Anshu Jain and Juergen Fitschen will step down early as co-CEOs of Deutsche Bank, which has struggled with legal issues and disappointing profits. They will be replaced by John Cryan, a British member of the company’s supervisory board who has worked for Switzerland’s UBS in the past, the bank said Sunday. The move follows a stormy time for Deutsche Bank, which has been forced to pay big fines to authorities on both sides of the Atlantic over manipulation of interest rates, as well as pleading guilty to criminal charges in the U.S. And the bank has met mounting pressure from shareholders amid those scandals coupled with a share price that has struggled for years.

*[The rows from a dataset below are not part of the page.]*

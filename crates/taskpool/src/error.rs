//! Error kinds surfaced by the scheduler, the task engine, and the batcher.

use std::sync::Arc;
use thiserror::Error;

/// Symbolic error kinds from the group/task/pool/batcher contracts.
///
/// Configuration errors (`InvalidConfig`, `CrossPoolGroup`) are raised
/// synchronously to the caller of the offending constructor or setter.
/// Operational errors (`GeneratorFailure`, `ConverterFailure`) become a
/// task's sticky rejection and are wrapped in [`Arc`] so the same failure
/// can be observed by a completion waiter, a group's `wait_for_idle`, and
/// the unhandled-rejection bookkeeping without cloning the payload.
#[derive(Error, Debug)]
pub enum Error {
    #[error("invalid configuration: {0}")]
    InvalidConfig(String),

    #[error("group belongs to a different pool")]
    CrossPoolGroup,

    #[error("generator failed: {0}")]
    GeneratorFailure(String),

    #[error("result converter failed: {0}")]
    ConverterFailure(String),

    #[error("task has already ended")]
    TaskEnded,

    #[error("batch output length {got} does not match input length {expected}")]
    OutputLengthMismatch { expected: usize, got: usize },

    #[error("pool has been shut down")]
    PoolShutDown,
}

pub type Result<T> = std::result::Result<T, Error>;

/// A retained failure, shared by every waiter and group that might observe it.
///
/// This is the Rust stand-in for a "sticky rejection" / "failing promise":
/// many parties may hold a clone of the same [`Arc<Error>`], but only the
/// first one to arrive created it.
pub type SharedError = Arc<Error>;
//! End-to-end Scheduling Tests
//!
//! Tests for:
//! - Pool-level concurrency limiting across multiple tasks
//! - Group-level frequency limiting and window reopening
//! - Combined concurrency + frequency limits on a single task
//! - Insertion-order sweep fairness across sibling tasks

use std::sync::atomic::{AtomicU32, Ordering};
use std::sync::Arc;
use std::time::{Duration, Instant};

use futures::FutureExt;
use parking_lot::Mutex;

use taskpool::{Generator, GroupOptions, Operation, Pool, PoolOptions, TaskOptions};

const TICK: Duration = Duration::from_millis(40);

fn delayed(start: Instant, delay: Duration) -> Operation<Duration> {
    async move {
        tokio::time::sleep(delay).await;
        Ok(Some(start.elapsed()))
    }
    .boxed()
}

/// `concurrency_limit = 2`, generator awaits one tick then records
/// elapsed, three invocations total — the third can't start until one of
/// the first two frees a slot, so it lands a full tick after the first
/// pair.
#[tokio::test]
async fn concurrency_limit_delays_the_overflow_invocation() {
    let pool = Pool::new(PoolOptions::with_concurrency_limit(2)).unwrap();
    let start = Instant::now();
    let generator: Generator<Duration> = Box::new(move |i| {
        if i >= 3 {
            return None;
        }
        Some(delayed(start, TICK))
    });

    let task = pool.add_generic_task(TaskOptions::new(generator)).await.unwrap();
    let result = task.promise().await.unwrap();
    let elapsed: Vec<Duration> = result.iter().map(|d| d.unwrap()).collect();

    assert!(elapsed[0] < TICK * 3 / 2, "first invocation should finish near one tick");
    assert!(elapsed[1] < TICK * 3 / 2, "second invocation should finish near one tick");
    assert!(
        elapsed[2] >= TICK * 3 / 2,
        "third invocation must wait for a freed concurrency slot before it can even start"
    );
}

/// Frequency-limited group, synchronous generator — the first two
/// invocations are free, the third must wait for the window to reopen.
#[tokio::test]
async fn frequency_limit_delays_invocations_past_the_window() {
    let pool = Pool::unbounded();
    let group = pool
        .add_group(GroupOptions {
            frequency_limit: Some(2),
            frequency_window: Some(TICK),
            ..Default::default()
        })
        .await
        .unwrap();
    let start = Instant::now();
    let generator: Generator<Duration> = Box::new(move |i| {
        if i >= 3 {
            return None;
        }
        Some(futures::future::ready(Ok(Some(start.elapsed()))).boxed())
    });

    let task = pool
        .add_generic_task(TaskOptions::new(generator).groups(vec![group.id()]))
        .await
        .unwrap();
    let result = task.promise().await.unwrap();
    let elapsed: Vec<Duration> = result.iter().map(|d| d.unwrap()).collect();

    assert!(elapsed[0] < TICK / 2);
    assert!(elapsed[1] < TICK / 2);
    assert!(elapsed[2] >= TICK);
}

/// A task with both a concurrency limit of 1 and a frequency limit, each
/// invocation awaiting one tick — operations serialize and the frequency
/// window pushes later starts out further.
#[tokio::test]
async fn concurrency_and_frequency_limits_compose_on_one_task() {
    let pool = Pool::unbounded();
    let start = Instant::now();
    let generator: Generator<Duration> = Box::new(move |i| {
        if i >= 4 {
            return None;
        }
        Some(delayed(start, TICK))
    });

    let task = pool
        .add_generic_task(
            TaskOptions::new(generator)
                .concurrency_limit(1)
                .frequency_limit(2, TICK * 3),
        )
        .await
        .unwrap();
    let result = task.promise().await.unwrap();
    let elapsed: Vec<Duration> = result.iter().map(|d| d.unwrap()).collect();

    // Strictly increasing completion times; each invocation starts only
    // after the previous one both completed (concurrency = 1) and a
    // frequency slot reopened.
    for pair in elapsed.windows(2) {
        assert!(pair[1] > pair[0], "invocations must complete strictly later: {elapsed:?}");
    }
}

/// Sibling tasks registered on the same pool are advanced in insertion
/// order on every sweep; under a saturating global limit, the
/// earlier-registered task should see its operations dispatched first.
#[tokio::test]
async fn sibling_tasks_advance_in_insertion_order() {
    let pool = Pool::new(PoolOptions::with_concurrency_limit(1)).unwrap();
    let order = Arc::new(Mutex::new(Vec::new()));

    let make_generator = |label: &'static str, order: Arc<Mutex<Vec<&'static str>>>| -> Generator<()> {
        let mut done = false;
        Box::new(move |_i| {
            if done {
                return None;
            }
            done = true;
            let order = order.clone();
            Some(
                async move {
                    order.lock().push(label);
                    Ok(Some(()))
                }
                .boxed(),
            )
        })
    };

    let first = pool
        .add_generic_task(TaskOptions::new(make_generator("first", order.clone())))
        .await
        .unwrap();
    let second = pool
        .add_generic_task(TaskOptions::new(make_generator("second", order.clone())))
        .await
        .unwrap();

    first.promise().await.unwrap();
    second.promise().await.unwrap();
    assert_eq!(*order.lock(), vec!["first", "second"]);
}

/// Setting a group's concurrency limit to zero/NaN-equivalent (here: any
/// non-positive value) must fail synchronously with `InvalidConfig` and
/// leave the previous limit untouched.
#[tokio::test]
async fn invalid_limit_update_is_rejected_synchronously() {
    let pool = Pool::unbounded();
    let group = pool.add_group(GroupOptions::default()).await.unwrap();
    let err = group.set_concurrency_limit(Some(0)).await.unwrap_err();
    assert!(matches!(err, taskpool::Error::InvalidConfig(_)));
    let stats = group.stats().await;
    assert_eq!(stats.concurrency_limit, None);
}

/// A task's rejection propagates to every affiliated group: a sibling
/// task waiting for that group to go idle observes the same failure
/// rather than silently succeeding once the rejecting task ends.
#[tokio::test]
async fn group_wait_for_idle_surfaces_a_sibling_tasks_rejection() {
    let pool = Pool::unbounded();
    let group = pool.add_group(GroupOptions::default()).await.unwrap();
    let failing: Generator<()> = Box::new(|i| {
        if i == 0 {
            Some(futures::future::ready(Err(taskpool::error::Error::GeneratorFailure("boom".into()))).boxed())
        } else {
            None
        }
    });
    pool.add_generic_task(TaskOptions::new(failing).groups(vec![group.id()]))
        .await
        .unwrap();

    let err = group.wait_for_idle().await.unwrap_err();
    assert!(matches!(*err, taskpool::error::Error::GeneratorFailure(_)));
}

/// Counter guard: increment bookkeeping never exceeds the pool's reported
/// concurrency during a burst of fast operations.
#[tokio::test]
async fn active_promise_count_never_exceeds_concurrency_limit() {
    let pool = Pool::new(PoolOptions::with_concurrency_limit(3)).unwrap();
    let peak = Arc::new(AtomicU32::new(0));
    let inflight = Arc::new(AtomicU32::new(0));
    let p = peak.clone();
    let inf = inflight.clone();
    let generator: Generator<()> = Box::new(move |i| {
        if i >= 30 {
            return None;
        }
        let p = p.clone();
        let inf = inf.clone();
        Some(
            async move {
                let now = inf.fetch_add(1, Ordering::SeqCst) + 1;
                p.fetch_max(now, Ordering::SeqCst);
                tokio::time::sleep(Duration::from_millis(2)).await;
                inf.fetch_sub(1, Ordering::SeqCst);
                Ok(Some(()))
            }
            .boxed(),
        )
    });
    let task = pool.add_generic_task(TaskOptions::new(generator)).await.unwrap();
    task.promise().await.unwrap();
    assert!(peak.load(Ordering::SeqCst) <= 3);
}
use crate::error::{Error, Result, SharedError};
use crate::group::{BusyTime, GroupOptions, GroupState, GroupTable, DEFAULT_FREQUENCY_WINDOW};
use crate::ids::{GroupId, PoolId, TaskId};
use crate::task::{
    exclusive_group_options, ConcreteTask, DynTask, EventSender, OperationOutcome, TaskOptions,
    TaskState,
};

/// A task's generator is allowed to run synchronously this many times in a
/// row before the scheduler throttles it — guards against a generator
/// that never actually awaits anything.
const SYNCHRONOUS_RUN_THROTTLE: u32 = 100_000;

/// Construction options for a [`Pool`].
#[derive(Debug, Clone, Default)]
pub struct PoolOptions {
    pub concurrency_limit: Option<u32>,
    pub frequency_limit: Option<u32>,
    pub frequency_window: Option<Duration>,
}

impl PoolOptions {
    pub fn with_concurrency_limit(limit: u32) -> Self {
        Self {
            concurrency_limit: Some(limit),
            ..Default::default()
        }
    }
}

/// Read-only snapshot of a group's limits and counters, for observability.
#[derive(Debug, Clone, Copy, PartialEq, Eq)]
pub struct GroupStats {
    pub concurrency_limit: Option<u32>,
    pub frequency_limit: Option<u32>,
    pub frequency_window: Duration,
    pub active_task_count: u32,
    pub active_promise_count: u32,
    pub free_slots: Option<u32>,
}

/// Read-only snapshot of a task's progress.
#[derive(Debug, Clone, Copy, PartialEq, Eq)]
pub struct TaskStats {
    pub state: TaskState,
    pub invocations: u64,
    pub active_promise_count: u32,
    pub free_slots: Option<u32>,
}

type AddTaskBuilder = Box<dyn FnOnce(&mut PoolActor) -> Result<()> + Send>;

enum Command {
    AddGroup {
        opts: GroupOptions,
        reply: oneshot::Sender<Result<GroupId>>,
    },
    AddTask {
        build: AddTaskBuilder,
        reply: oneshot::Sender<Result<()>>,
    },
    Pause(TaskId),
    Resume(TaskId),
    End(TaskId),
    SetInvocationLimit(TaskId, Option<u64>),
    SetConcurrencyLimit {
        group: GroupId,
        limit: Option<u32>,
        reply: oneshot::Sender<Result<()>>,
    },
    SetFrequencyLimit {
        group: GroupId,
        limit: Option<u32>,
        reply: oneshot::Sender<Result<()>>,
    },
    SetFrequencyWindow {
        group: GroupId,
        window: Option<Duration>,
        reply: oneshot::Sender<Result<()>>,
    },
    GroupStats {
        group: GroupId,
        reply: oneshot::Sender<GroupStats>,
    },
    TaskStats {
        task: TaskId,
        reply: oneshot::Sender<Option<TaskStats>>,
    },
    WaitForIdle {
        group: GroupId,
        reply: oneshot::Sender<std::result::Result<(), SharedError>>,
    },
    ClearRejectionTick(GroupId),
    Trigger,
}
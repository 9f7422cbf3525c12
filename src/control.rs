//! Control state shared between the tracking updates and the frame loop.
//!
//! The tracking side publishes a complete [`ControlState`] per update; the
//! frame loop takes one copy per frame. A field's position and activity are
//! therefore always observed together.

use std::sync::Arc;

use cgmath::prelude::*;
use parking_lot::Mutex;

/// One-shot outward impulse source.
#[derive(Debug, Clone, Copy, PartialEq)]
pub struct RepelField {
    pub position: cgmath::Vector3<f32>,
    /// Marker visibility; does not gate the kernel.
    pub visible: bool,
    /// Number of times the field has fired. A change between two polls is
    /// one repel event.
    pub pulse: u64,
}

/// Continuous pull towards a point.
#[derive(Debug, Clone, Copy, PartialEq)]
pub struct AttractField {
    pub position: cgmath::Vector3<f32>,
    pub active: bool,
    pub visible: bool,
}

#[derive(Debug, Clone, Copy, PartialEq)]
pub struct ControlState {
    pub repel: RepelField,
    pub attract: AttractField,
}

impl Default for ControlState {
    fn default() -> Self {
        Self {
            repel: RepelField {
                position: cgmath::Vector3::zero(),
                visible: false,
                pulse: 0,
            },
            attract: AttractField {
                position: cgmath::Vector3::zero(),
                active: false,
                visible: false,
            },
        }
    }
}

impl ControlState {
    /// Deactivate and hide both fields. The pulse counter is kept so a stale
    /// event is never replayed.
    pub fn clear(&mut self) {
        self.repel.visible = false;
        self.attract.active = false;
        self.attract.visible = false;
    }
}

/// Create a connected publisher / reader pair.
pub fn channel() -> (ControlPublisher, ControlReader) {
    let shared = Arc::new(Mutex::new(ControlState::default()));
    (
        ControlPublisher {
            shared: Arc::clone(&shared),
        },
        ControlReader {
            shared,
            last_pulse: 0,
        },
    )
}

/// Writing half, owned by the tracking side.
#[derive(Debug)]
pub struct ControlPublisher {
    shared: Arc<Mutex<ControlState>>,
}

impl ControlPublisher {
    pub fn publish(&self, state: ControlState) {
        *self.shared.lock() = state;
    }
}

/// What the frame loop should do this frame.
#[derive(Debug, Clone, Copy, PartialEq)]
pub struct FrameControl {
    pub state: ControlState,
    /// The repel field fired since the previous poll.
    pub repel_fired: bool,
}

/// Reading half, owned by the frame loop.
#[derive(Debug)]
pub struct ControlReader {
    shared: Arc<Mutex<ControlState>>,
    last_pulse: u64,
}

impl ControlReader {
    /// Take the latest snapshot. Any number of repel events published since
    /// the previous poll collapse into one.
    pub fn poll(&mut self) -> FrameControl {
        let state = *self.shared.lock();
        let repel_fired = state.repel.pulse != self.last_pulse;
        self.last_pulse = state.repel.pulse;
        FrameControl { state, repel_fired }
    }

    /// Latest snapshot without consuming a pending repel event.
    pub fn peek(&self) -> ControlState {
        *self.shared.lock()
    }
}

#[cfg(test)]
mod tests {
    use std::thread;

    use super::*;

    #[test]
    fn fresh_channel_is_idle() {
        let (_publisher, mut reader) = channel();
        let frame = reader.poll();
        assert!(!frame.repel_fired);
        assert!(!frame.state.attract.active);
    }

    #[test]
    fn repel_event_is_seen_once() {
        let (publisher, mut reader) = channel();
        let mut state = ControlState::default();
        state.repel.pulse = 1;
        state.repel.position = cgmath::vec3(1.0, -1.0, 2.0);
        publisher.publish(state);

        let frame = reader.poll();
        assert!(frame.repel_fired);
        assert_eq!(frame.state.repel.position, cgmath::vec3(1.0, -1.0, 2.0));
        assert!(!reader.poll().repel_fired);
    }

    #[test]
    fn bursts_collapse_into_one_event() {
        let (publisher, mut reader) = channel();
        let mut state = ControlState::default();
        for pulse in 1..=3 {
            state.repel.pulse = pulse;
            publisher.publish(state);
        }
        assert!(reader.poll().repel_fired);
        assert!(!reader.poll().repel_fired);
        assert_eq!(reader.peek().repel.pulse, 3);
    }

    #[test]
    fn clear_keeps_pulse() {
        let mut state = ControlState::default();
        state.repel.pulse = 7;
        state.repel.visible = true;
        state.attract.active = true;
        state.attract.visible = true;
        state.clear();
        assert_eq!(state.repel.pulse, 7);
        assert!(!state.repel.visible);
        assert!(!state.attract.active);
        assert!(!state.attract.visible);
    }

    #[test]
    fn snapshots_are_never_torn() {
        let (publisher, mut reader) = channel();
        let writer = thread::spawn(move || {
            for i in 0..10_000u32 {
                let value = i as f32;
                publisher.publish(ControlState {
                    repel: RepelField {
                        position: cgmath::vec3(value, value, value),
                        visible: true,
                        pulse: u64::from(i),
                    },
                    attract: AttractField {
                        position: cgmath::vec3(value, value, value),
                        active: i % 2 == 0,
                        visible: i % 2 == 0,
                    },
                });
            }
        });

        for _ in 0..10_000 {
            let state = reader.poll().state;
            assert_eq!(state.repel.position, state.attract.position);
            assert_eq!(state.attract.active, state.attract.visible);
            if state.repel.visible {
                assert_eq!(state.repel.position.x as u64, state.repel.pulse);
            }
        }
        writer.join().unwrap();
    }
}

The current bosses were tied too closely to the problems for them to represent a change of corporate culture. This new start should have been done when (former CEO) Josef Ackermann left.
Gerhard Schick, the spokesman for financial matters for Germany’s Green party
Jain and Fitschen became joint chief executives of Germany’s biggest bank in 2012, succeeding Josef Ackermann, and had contracts running through March 2017, and Deutsche Bank has been one of the weakest performers of any major bank since Jain and Fitschen took over. Deutsche Bank also recently announced a reorganization that will involve spinning off its Postbank branches in Germany, closing offices in some countries and eliminating less-profitable business at its investment banking division.